[ I am about to do what others have done before me and blog about it one more time ]
While I do enjoy working with Windows 10, I am still not using WSL (waiting for WSL2) and work with either chocolatey or a vagrant Ubuntu box. It so happens that after pulling a few docker images the default 10G disk if full and you cannot work anymore. So, let’s resize the disk:
The disk on my ubuntu/bionic64 box, is a VMDK one. So before resizing, we need to transform it to a VDI first, which is easier for VirtualBox to handle:
VBoxManage clonehd .\ubuntu-bionic-18.04-cloudimg.vmdk .\ubuntu-bionic-18.04-cloudimg.vdi --format vdi
Now we can resize it, to say 20G:
VBoxManage modifymedium disk .\ubuntu-bionic-18.04-cloudimg.vdi --resize 20000
We’re almost there.

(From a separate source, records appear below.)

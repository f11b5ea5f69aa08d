use std::f32::consts::PI;
use std::fs::{self, File};
use std::io::{self, Cursor};
use std::path::{Path, PathBuf};

use symphonia::core::audio::SampleBuffer as PcmBuffer;
use symphonia::core::codecs::DecoderOptions;
use symphonia::core::errors::Error as SymphoniaError;
use symphonia::core::formats::FormatOptions;
use symphonia::core::io::{MediaSource, MediaSourceStream};
use symphonia::core::meta::MetadataOptions;
use symphonia::core::probe::Hint;
use tracing::{debug, info};

use crate::error::{Error, Result};

/// Mono PCM at a known rate.
#[derive(Debug, Clone, PartialEq)]
pub struct SampleBuffer {
    pub samples: Vec<f32>,
    pub sample_rate: u32,
}

impl SampleBuffer {
    pub fn new(samples: Vec<f32>, sample_rate: u32) -> Self {
        Self {
            samples,
            sample_rate,
        }
    }

    pub fn duration_ms(&self) -> u64 {
        if self.sample_rate == 0 {
            return 0;
        }
        self.samples.len() as u64 * 1000 / self.sample_rate as u64
    }

    /// Keeps at most the first `seconds` of audio.
    pub fn truncate_secs(&mut self, seconds: f32) {
        let keep = (seconds * self.sample_rate as f32) as usize;
        self.samples.truncate(keep);
    }

    /// Copy of `[start_ms, start_ms + length_ms)`, clipped to the buffer.
    pub fn slice_ms(&self, start_ms: u64, length_ms: u64) -> SampleBuffer {
        let to_index = |ms: u64| ((ms * self.sample_rate as u64 / 1000) as usize).min(self.samples.len());
        let start = to_index(start_ms);
        let end = to_index(start_ms + length_ms);
        SampleBuffer::new(self.samples[start..end].to_vec(), self.sample_rate)
    }
}

/// Anything that can hand the pipeline a buffer of samples.
///
/// Fingerprinting and matching are identical whatever the source is; only
/// where the samples come from differs.
pub trait SampleSource {
    /// Human-readable label, used as the track name on ingest.
    fn name(&self) -> String;

    fn produce_sample_buffer(&self) -> Result<SampleBuffer>;

    /// Hash of the raw content, used to skip re-ingesting the same file.
    fn content_hash(&self) -> Result<Option<String>> {
        Ok(None)
    }

    fn source_path(&self) -> Option<String> {
        None
    }
}

/// Decodes containers through symphonia, mixes down to mono, filters and
/// resamples to the pipeline rate.
#[derive(Debug, Clone)]
pub struct AudioProcessor {
    target_sample_rate: u32,
    low_pass_hz: f32,
}

impl AudioProcessor {
    pub fn new(target_sample_rate: u32, low_pass_hz: f32) -> Self {
        Self {
            target_sample_rate,
            low_pass_hz,
        }
    }

    pub fn target_sample_rate(&self) -> u32 {
        self.target_sample_rate
    }

    pub fn decode_file(&self, path: &Path) -> Result<SampleBuffer> {
        let file = File::open(path)?;

        let mut hint = Hint::new();
        if let Some(extension) = path.extension().and_then(|e| e.to_str()) {
            hint.with_extension(extension);
        }

        let (samples, sample_rate) = self.generate_audio_samples(Box::new(file), hint)?;
        info!(
            path = %path.display(),
            samples = samples.len(),
            sample_rate,
            "decoded audio file"
        );
        Ok(self.condition(samples, sample_rate))
    }

    pub fn decode_bytes(&self, bytes: Vec<u8>) -> Result<SampleBuffer> {
        let (samples, sample_rate) =
            self.generate_audio_samples(Box::new(Cursor::new(bytes)), Hint::new())?;
        Ok(self.condition(samples, sample_rate))
    }

    /// Low-pass then resample raw mono samples to the pipeline rate.
    pub fn condition(&self, samples: Vec<f32>, sample_rate: u32) -> SampleBuffer {
        if sample_rate == self.target_sample_rate {
            return SampleBuffer::new(samples, sample_rate);
        }

        let cutoff = self.low_pass_hz.min(self.target_sample_rate as f32 / 2.0);
        let filtered = apply_low_pass_filter(&samples, sample_rate, cutoff);
        let resampled = resample_linear(&filtered, sample_rate, self.target_sample_rate);
        SampleBuffer::new(resampled, self.target_sample_rate)
    }

    fn generate_audio_samples(
        &self,
        source: Box<dyn MediaSource>,
        hint: Hint,
    ) -> Result<(Vec<f32>, u32)> {
        let stream = MediaSourceStream::new(source, Default::default());

        let probed = symphonia::default::get_probe()
            .format(
                &hint,
                stream,
                &FormatOptions::default(),
                &MetadataOptions::default(),
            )
            .map_err(|e| Error::Decode(e.to_string()))?;
        let mut format = probed.format;

        let track = format
            .default_track()
            .ok_or_else(|| Error::Decode("no audio track".to_string()))?;
        let track_id = track.id;
        let sample_rate = track
            .codec_params
            .sample_rate
            .ok_or_else(|| Error::Decode("unknown sample rate".to_string()))?;
        let mut decoder = symphonia::default::get_codecs()
            .make(&track.codec_params, &DecoderOptions::default())
            .map_err(|e| Error::Decode(e.to_string()))?;

        let mut decoded_audio_samples = Vec::new();
        loop {
            let packet = match format.next_packet() {
                Ok(packet) => packet,
                // EOF
                Err(SymphoniaError::IoError(e)) if e.kind() == io::ErrorKind::UnexpectedEof => {
                    break;
                }
                Err(SymphoniaError::ResetRequired) => break,
                Err(e) => return Err(Error::Decode(e.to_string())),
            };
            if packet.track_id() != track_id {
                continue;
            }

            let decoded_packet = match decoder.decode(&packet) {
                Ok(decoded) => decoded,
                Err(SymphoniaError::DecodeError(reason)) => {
                    debug!(reason, "skipping corrupt packet");
                    continue;
                }
                Err(e) => return Err(Error::Decode(e.to_string())),
            };

            let num_channels = decoded_packet.spec().channels.count().max(1);
            let mut sample_buf =
                PcmBuffer::<f32>::new(decoded_packet.capacity() as u64, *decoded_packet.spec());
            sample_buf.copy_interleaved_ref(decoded_packet);

            decoded_audio_samples.extend(
                sample_buf
                    .samples()
                    .chunks(num_channels)
                    .map(|frame| frame.iter().sum::<f32>() / num_channels as f32),
            );
        }

        Ok((decoded_audio_samples, sample_rate))
    }
}

pub fn resample_linear(samples: &[f32], from_rate: u32, to_rate: u32) -> Vec<f32> {
    if from_rate == to_rate {
        return samples.to_vec();
    }
    let ratio = from_rate as f64 / to_rate as f64;
    let new_len = (samples.len() as f64 / ratio) as usize;
    let mut resampled = Vec::with_capacity(new_len);

    for i in 0..new_len {
        let in_idx_float = i as f64 * ratio;
        let in_idx_int = in_idx_float.floor() as usize;
        let frac = in_idx_float.fract() as f32;

        if in_idx_int + 1 < samples.len() {
            let p1 = samples[in_idx_int];
            let p2 = samples[in_idx_int + 1];
            resampled.push(p1 + frac * (p2 - p1));
        } else if in_idx_int < samples.len() {
            resampled.push(samples[in_idx_int]);
        } else {
            break;
        }
    }
    resampled
}

/// One-pole RC low-pass; keeps aliasing down before resampling.
pub fn apply_low_pass_filter(samples: &[f32], sample_rate: u32, cutoff_freq: f32) -> Vec<f32> {
    let Some(&first) = samples.first() else {
        return Vec::new();
    };

    let rc = 1.0 / (2.0 * PI * cutoff_freq);
    let dt = 1.0 / sample_rate as f32;
    let alpha = dt / (rc + dt);

    let mut filtered = Vec::with_capacity(samples.len());
    let mut previous = first;
    filtered.push(previous);
    for &sample in &samples[1..] {
        // y[i] = y[i-1] + alpha * (x[i] - y[i-1])
        previous += alpha * (sample - previous);
        filtered.push(previous);
    }
    filtered
}

/// A file on disk, decoded on demand.
#[derive(Debug, Clone)]
pub struct FileSource {
    path: PathBuf,
    processor: AudioProcessor,
}

impl FileSource {
    pub fn new(path: impl Into<PathBuf>, processor: AudioProcessor) -> Self {
        Self {
            path: path.into(),
            processor,
        }
    }

    pub fn path(&self) -> &Path {
        &self.path
    }
}

impl SampleSource for FileSource {
    fn name(&self) -> String {
        self.path
            .file_name()
            .map(|name| name.to_string_lossy().into_owned())
            .unwrap_or_else(|| self.path.display().to_string())
    }

    fn produce_sample_buffer(&self) -> Result<SampleBuffer> {
        self.processor.decode_file(&self.path)
    }

    fn content_hash(&self) -> Result<Option<String>> {
        let bytes = fs::read(&self.path)?;
        Ok(Some(sha256::digest(bytes)))
    }

    fn source_path(&self) -> Option<String> {
        Some(self.path.display().to_string())
    }
}

/// An encoded upload held in memory.
#[derive(Debug, Clone)]
pub struct BytesSource {
    name: String,
    bytes: Vec<u8>,
    processor: AudioProcessor,
}

impl BytesSource {
    pub fn new(name: impl Into<String>, bytes: Vec<u8>, processor: AudioProcessor) -> Self {
        Self {
            name: name.into(),
            bytes,
            processor,
        }
    }
}

impl SampleSource for BytesSource {
    fn name(&self) -> String {
        self.name.clone()
    }

    fn produce_sample_buffer(&self) -> Result<SampleBuffer> {
        self.processor.decode_bytes(self.bytes.clone())
    }

    fn content_hash(&self) -> Result<Option<String>> {
        Ok(Some(sha256::digest(self.bytes.clone())))
    }
}

/// Samples that are already decoded.
#[derive(Debug, Clone)]
pub struct MemorySource {
    name: String,
    buffer: SampleBuffer,
}

impl MemorySource {
    pub fn new(name: impl Into<String>, buffer: SampleBuffer) -> Self {
        Self {
            name: name.into(),
            buffer,
        }
    }
}

impl SampleSource for MemorySource {
    fn name(&self) -> String {
        self.name.clone()
    }

    fn produce_sample_buffer(&self) -> Result<SampleBuffer> {
        Ok(self.buffer.clone())
    }
}

#[cfg(feature = "microphone")]
pub use microphone::MicrophoneSource;

#[cfg(feature = "microphone")]
mod microphone {
    use std::sync::{Arc, Mutex};
    use std::thread;
    use std::time::Duration;

    use cpal::traits::{DeviceTrait, HostTrait, StreamTrait};
    use tracing::warn;

    use super::{AudioProcessor, SampleBuffer, SampleSource};
    use crate::error::{Error, Result};

    /// Records from the default input device for a fixed time.
    #[derive(Debug, Clone)]
    pub struct MicrophoneSource {
        duration: Duration,
        processor: AudioProcessor,
    }

    impl MicrophoneSource {
        pub fn new(duration: Duration, processor: AudioProcessor) -> Self {
            Self {
                duration,
                processor,
            }
        }

        fn record_audio(&self) -> Result<(Vec<f32>, u32)> {
            let host = cpal::default_host();
            let device = host
                .default_input_device()
                .ok_or_else(|| Error::Capture("no input device found".to_string()))?;
            let config = device
                .default_input_config()
                .map_err(|e| Error::Capture(e.to_string()))?;
            let channels = config.channels().max(1) as usize;
            let sample_rate = config.sample_rate().0;

            let recorded_samples = Arc::new(Mutex::new(Vec::new()));
            let samples_clone = recorded_samples.clone();
            let err_fn = |err| warn!(%err, "input stream error");

            let stream = match config.sample_format() {
                cpal::SampleFormat::F32 => device.build_input_stream(
                    &config.clone().into(),
                    move |data: &[f32], _: &_| {
                        if let Ok(mut samples) = samples_clone.lock() {
                            samples.extend(
                                data.chunks(channels)
                                    .map(|frame| frame.iter().sum::<f32>() / channels as f32),
                            );
                        }
                    },
                    err_fn,
                    None,
                ),
                cpal::SampleFormat::I16 => device.build_input_stream(
                    &config.clone().into(),
                    move |data: &[i16], _: &_| {
                        if let Ok(mut samples) = samples_clone.lock() {
                            samples.extend(data.chunks(channels).map(|frame| {
                                frame.iter().map(|&s| s as f32 / i16::MAX as f32).sum::<f32>()
                                    / channels as f32
                            }));
                        }
                    },
                    err_fn,
                    None,
                ),
                other => {
                    return Err(Error::Capture(format!("unsupported sample format {other:?}")));
                }
            }
            .map_err(|e| Error::Capture(e.to_string()))?;

            stream.play().map_err(|e| Error::Capture(e.to_string()))?;
            thread::sleep(self.duration);
            drop(stream);

            let samples = recorded_samples
                .lock()
                .map_err(|_| Error::Capture("capture buffer poisoned".to_string()))?
                .clone();
            Ok((samples, sample_rate))
        }
    }

    impl SampleSource for MicrophoneSource {
        fn name(&self) -> String {
            "microphone".to_string()
        }

        fn produce_sample_buffer(&self) -> Result<SampleBuffer> {
            let (samples, sample_rate) = self.record_audio()?;
            Ok(self.processor.condition(samples, sample_rate))
        }
    }
}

We need to tell vagrant to boot from the VDI disk now. To do so open VirtualBox and visit the storage settings of the vagrant VM. Remove the VDMK disk(s) there and add the VDI on SCSI0 port. That’s it. We’re one step closer. Close VirtualBox and vagrant up
now to boot from the VDI.
Now you have a 20G disk, but still a 10G partition. parted to the rescue:
$ sudo parted /dev/sda
(parted) resizepart
It will ask you the partition number. You answer 1
(which is the /dev/sda1). It will ask you for the end of the partition. You answer -1
(which means until the end of disk). quit
and you’re out.
You have changed the partition size, but still the filesystem reports the old size. resize2fs (assuming a compatible filesystem) and:
$ sudo resize2fs /dev/sda1
Now you’re done. You may want to vagrant reload
to check whether everything works fine. Once you’re sure of that you can delete the old VMDK disk.